*Required action:* Wherever a line in the data below holds "HashSet", copy that line.

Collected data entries
---

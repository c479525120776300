use std::cell::RefCell;
use std::collections::{HashMap, HashSet};
use std::rc::Rc;

use indexmap::IndexMap;
use rable_scene::{Document, NodeId};
use ulid::Ulid;

use crate::builtins::Globals;
use crate::error::EvalError;
use crate::evaluator::{Environment, Programs};
use crate::hub::Hub;
use crate::parser::Program;
use crate::state::State;
use crate::style::StyleRegistry;
use crate::value::Value;

/// Per-node processing flags. Kept beside the document so that cloned
/// nodes start out unmarked.
#[derive(Default)]
pub(crate) struct Marks {
    skip_text: RefCell<HashSet<NodeId>>,
    skip_children: RefCell<HashSet<NodeId>>,
    loops: RefCell<HashMap<NodeId, Ulid>>,
}

impl Marks {
    pub fn skip_text(&self, node: NodeId) {
        self.skip_text.borrow_mut().insert(node);
    }

    pub fn skips_text(&self, node: NodeId) -> bool {
        self.skip_text.borrow().contains(&node)
    }

    pub fn skip_children(&self, node: NodeId) {
        self.skip_children.borrow_mut().insert(node);
    }

    pub fn skips_children(&self, node: NodeId) -> bool {
        self.skip_children.borrow().contains(&node)
    }

    pub fn tag_loop(&self, node: NodeId, identity: Ulid) {
        self.loops.borrow_mut().insert(node, identity);
    }

    pub fn loop_of(&self, node: NodeId) -> Option<Ulid> {
        self.loops.borrow().get(&node).copied()
    }

    pub fn forget(&self, node: NodeId) {
        self.skip_text.borrow_mut().remove(&node);
        self.skip_children.borrow_mut().remove(&node);
        self.loops.borrow_mut().remove(&node);
    }
}

/// Live component instance, keyed by its `component-identifier`.
#[derive(Clone)]
pub(crate) struct Instance {
    pub component_type: String,
    pub root: NodeId,
    pub state: Rc<State>,
    pub hub: Rc<Hub>,
}

/// Everything directive and text wiring shares within one application.
pub(crate) struct Context {
    pub document: Document,
    pub components: RefCell<IndexMap<String, String>>,
    pub instances: RefCell<IndexMap<String, Instance>>,
    pub styles: StyleRegistry,
    pub marks: Marks,
    pub globals: Rc<Globals>,
    pub programs: Programs,
}

impl Context {
    pub fn new(document: Document) -> Self {
        Self {
            document,
            components: RefCell::new(IndexMap::new()),
            instances: RefCell::new(IndexMap::new()),
            styles: StyleRegistry::default(),
            marks: Marks::default(),
            globals: Rc::new(Globals::default()),
            programs: Programs::default(),
        }
    }

    /// Forget the instances rendered at or below `subtree`.
    pub fn release_instances(&self, subtree: NodeId) {
        let document = &self.document;
        self.instances.borrow_mut().retain(|identifier, instance| {
            let inside = std::iter::successors(Some(instance.root), |node| document.parent(*node))
                .any(|node| node == subtree);
            if inside {
                log::debug!("[component] released {identifier}");
            }
            !inside
        });
    }

    pub fn template(&self, tag: &str) -> Option<String> {
        self.components.borrow().get(tag).cloned()
    }

    pub fn environment(&self, hub: &Hub) -> Environment {
        Environment::for_hub(hub).with_globals(Rc::clone(&self.globals))
    }

    /// Compile `source`, logging the diagnostics under `origin` on failure.
    pub fn compile(&self, source: &str, origin: &str) -> Option<Rc<Program>> {
        match self.programs.compile(source) {
            Ok(program) => Some(program),
            Err(error) => {
                log::error!("[rable] {error}\n{}", error.report(origin));
                None
            }
        }
    }

    pub fn evaluate(&self, hub: &Hub, program: &Program) -> Result<Value, EvalError> {
        self.environment(hub).evaluate(program)
    }
}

---

*Solution to this exercise:*
use std::collections::{HashMap, HashSet};
    skip_text: RefCell<HashSet<NodeId>>,
    skip_children: RefCell<HashSet<NodeId>>,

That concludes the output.